Topology of Prostaglandin H Synthase-1 in the Endoplasmic Reticulum Membrane

Prostaglandin H synthase-1 is an integral endoplasmic reticulum membrane protein which catalyzes a key control step in prostaglandin biosynthesis. The overall arrangement of the prostaglandin H synthase-1 polypeptide with respect to the endoplasmic reticulum membrane was examined in transiently transfected COS-1 cells, using immunofluorescence microscopy. A bacterial toxin, streptolysin-O, was used for selective plasma membrane permeabilization and a detergent, saponin, for general membrane permeabilization. Treated cells were probed with six antibodies specific for particular prostaglandin H synthase-1 peptide segments and one antibody specific for an inserted viral reporter epitope. Control experiments established that actin, a cytoplasmic marker, was accessible to fluorescein-labeled phalloidin after streptolysin-O treatment, whereas antibodies against protein disulfide isomerase, an endoplasmic reticulum lumenal marker, bound only after saponin treatment.
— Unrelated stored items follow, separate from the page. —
/// State shared by every worker and retry timer.
pub(crate) struct WorkerContext {
    pub(crate) queue: Arc<AsyncQueue>,
    pub(crate) dispatcher: Arc<Dispatcher>,
    pub(crate) retry: RetryPolicy,
    pub(crate) dead_letters: Arc<DeadLetterQueue>,
    pub(crate) events: broadcast::Sender<HubEvent>,
    pub(crate) item_timeout: Duration,
    in_flight: DashMap<String, AsyncHandle>,
    retries: Mutex<Option<JoinSet<()>>>,
    shutdown: CancellationToken,
}

impl WorkerContext {
    pub(crate) fn new(
        queue: Arc<AsyncQueue>,
        dispatcher: Arc<Dispatcher>,
        retry: RetryPolicy,
        dead_letters: Arc<DeadLetterQueue>,
        events: broadcast::Sender<HubEvent>,
        item_timeout: Duration,
    ) -> Self {
        Self {
            queue,
            dispatcher,
            retry,
            dead_letters,
            events,
            item_timeout,
            in_flight: DashMap::new(),
            retries: Mutex::new(Some(JoinSet::new())),
            shutdown: CancellationToken::new(),
        }
    }

    fn emit(&self, event: HubEvent) {
        // No subscribers is fine.
        let _ = self.events.send(event);
    }

    /// Run one attempt for `item`.
    async fn process(self: &Arc<Self>, mut item: QueueItem) {
        let handle = item.handle.clone();
        if !handle.claim() {
            debug!(
                item_id = %handle.id(),
                status = %handle.status(),
                "Skipping item that can no longer run"
            );
            self.queue.ack(handle.id()).await;
            return;
        }
        if handle.is_cancel_requested() {
            self.finalize(item).await;
            return;
        }

        item.attempt += 1;
        let attempt = item.attempt;
        handle.record_attempt(attempt);
        self.emit(HubEvent::Claimed {
            item_id: handle.id().to_string(),
            message_id: handle.message_id().to_string(),
            attempt,
        });
        debug!(
            item_id = %handle.id(),
            message_id = %handle.message_id(),
            attempt,
            targets = item.pending.len(),
            "Processing item"
        );

        let message = item.message.retarget(item.pending.clone());
        let delivery = tokio::time::timeout(
            self.item_timeout,
            self.dispatcher
                .deliver(&message, handle.cancel_token(), attempt),
        );
        let results = match AssertUnwindSafe(delivery).catch_unwind().await {
            Ok(Ok(Ok(results))) => results,
            Ok(Ok(Err(e))) => {
                warn!(item_id = %handle.id(), error = %e, "Item rejected by dispatcher");
                self.fail_without_receipt(item, e).await;
                return;
            }
            Ok(Err(_)) => {
                warn!(
                    item_id = %handle.id(),
                    timeout = ?self.item_timeout,
                    "Delivery attempt timed out"
                );
                fail_targets(
                    &item,
                    PlatformError::timeout(format!(
                        "attempt did not finish within {:?}",
                        self.item_timeout
                    )),
                )
            }
            Err(panic) => {
                let reason = panic_message(panic.as_ref());
                error!(item_id = %handle.id(), panic = %reason, "Delivery attempt panicked");
                fail_targets(
                    &item,
                    PlatformError::internal(format!("delivery panicked: {}", reason)),
                )
            }
        };

        let cancelled = handle.is_cancel_requested();
        let mut retry_delay = Duration::ZERO;
        item.retrying.clear();
        for result in results {
            let delay = match &result.error {
                Some(err)
                    if !result.success && !cancelled && self.retry.should_retry(err, attempt) =>
                {
                    Some(self.retry.next_delay(attempt, err))
                }
                _ => None,
            };
            match delay {
                Some(delay) => {
                    retry_delay = retry_delay.max(delay);
                    item.retrying.push(result);
                }
                None => item.settled.push(result),
            }
        }

        if item.retrying.is_empty() {
            self.finalize(item).await;
        } else {
            item.pending = item.retrying.iter().map(|r| r.target.clone()).collect();
            // A restart must resume from here, not from the first attempt.
            self.queue.checkpoint(&item).await;
            self.schedule_retry(item, retry_delay);
        }
    }

    fn schedule_retry(self: &Arc<Self>, item: QueueItem, delay: Duration) {
        info!(
            item_id = %item.id(),
            attempt = item.attempt,
            delay_ms = delay.as_millis() as u64,
            pending = item.pending.len(),
            "Scheduling retry"
        );
        self.emit(HubEvent::RetryScheduled {
            item_id: item.id().to_string(),
            message_id: item.message.id().to_string(),
            attempt: item.attempt,
            delay_ms: delay.as_millis() as u64,
            pending_targets: item.pending.len(),
        });

        enum Wake {
            Due,
            Cancelled,
            Shutdown,
        }

        let mut retries = self.retries.lock();
        let Some(set) = retries.as_mut() else {
            // Timers were already drained by `stop`; let the final drain see it.
            drop(retries);
            self.queue.requeue(item);
            return;
        };
        while set.try_join_next().is_some() {}

        let ctx = self.clone();
        let cancel = item.handle.cancel_token().clone();
        let shutdown = self.shutdown.clone();
        set.spawn(async move {
            let wake = tokio::select! {
                _ = tokio::time::sleep(delay) => Wake::Due,
                _ = cancel.cancelled() => Wake::Cancelled,
                _ = shutdown.cancelled() => Wake::Shutdown,
            };
            match wake {
                Wake::Due | Wake::Shutdown => ctx.queue.requeue(item),
                Wake::Cancelled => ctx.finalize(item).await,
            }
        });
    }

    /// Aggregate the settled results and move the handle to its final state.
    async fn finalize(&self, mut item: QueueItem) {
        let handle = item.handle.clone();
        let cancelled = handle.is_cancel_requested();

        let mut results = std::mem::take(&mut item.settled);
        results.append(&mut item.retrying);
        sort_by_target_order(&mut results, &item);

        let receipt = self
            .dispatcher
            .aggregator()
            .aggregate(item.message.id(), results);

        let (status, error) = match receipt.status() {
            DeliveryStatus::Success => (HandleStatus::Completed, None),
            _ if cancelled => (HandleStatus::Cancelled, Some(Error::Cancelled)),
            DeliveryStatus::Partial => (HandleStatus::Completed, None),
            DeliveryStatus::Failed => (
                HandleStatus::Failed,
                Some(Error::DeliveryFailed {
                    message_id: receipt.message_id().to_string(),
                    failed: receipt.failed(),
                    total: receipt.total(),
                }),
            ),
        };

        if status == HandleStatus::Failed {
            let last_error = receipt
                .failures()
                .filter_map(|r| r.error.as_ref())
                .last()
                .map(|e| e.to_string())
                .unwrap_or_else(|| "delivery failed".to_string());
            self.dead_letters.insert(DeadLetterEntry::new(
                handle.id(),
                item.message.clone(),
                item.attempt,
                Some(&receipt),
                last_error,
                handle.created_at(),
            ));
            self.emit(HubEvent::DeadLettered {
                item_id: handle.id().to_string(),
                message_id: handle.message_id().to_string(),
            });
        }

        info!(
            item_id = %handle.id(),
            message_id = %handle.message_id(),
            attempts = item.attempt,
            status = %status,
            successful = receipt.successful(),
            failed = receipt.failed(),
            "Item finished"
        );

        self.queue.ack(handle.id()).await;
        handle.finish(status, Some(receipt), error);
    }

    async fn fail_without_receipt(&self, item: QueueItem, error: Error) {
        let handle = item.handle.clone();
        self.dead_letters.insert(DeadLetterEntry::new(
            handle.id(),
            item.message.clone(),
            item.attempt,
            None,
            error.to_string(),
            handle.created_at(),
        ));
        self.emit(HubEvent::DeadLettered {
            item_id: handle.id().to_string(),
            message_id: handle.message_id().to_string(),
        });
        self.queue.ack(handle.id()).await;
        handle.finish(HandleStatus::Failed, None, Some(error));
    }
}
Using this approach to investigate prostaglandin H synthase-1, it was found that streptolysin-O treatment was sufficient to obtain staining of intracellular membranes by antibodies specific for the endogenous C-terminal segment, for the viral reporter inserted at the C-terminus, and for the protease-sensitive region near arg277. In contrast, saponin treatment was necessary for staining by antibodies specific for peptides spanning residues 51–66, 156–170, and 377–390. Antibodies targeted against residues 483–496 did not stain transfected cells even after saponin permeabilization, although they did bind to detergent-solubilized prostaglandin H synthase-1. These results indicate that the C-terminus and arg277 regions of the synthase can be exposed on the cytoplasmic side of the endoplasmic reticulum membrane, whereas regions near N-glycosylation sites are confined to the endoplasmic reticulum lumen and residues 483–496 are inaccessible from either side of the endoplasmic reticulum membrane.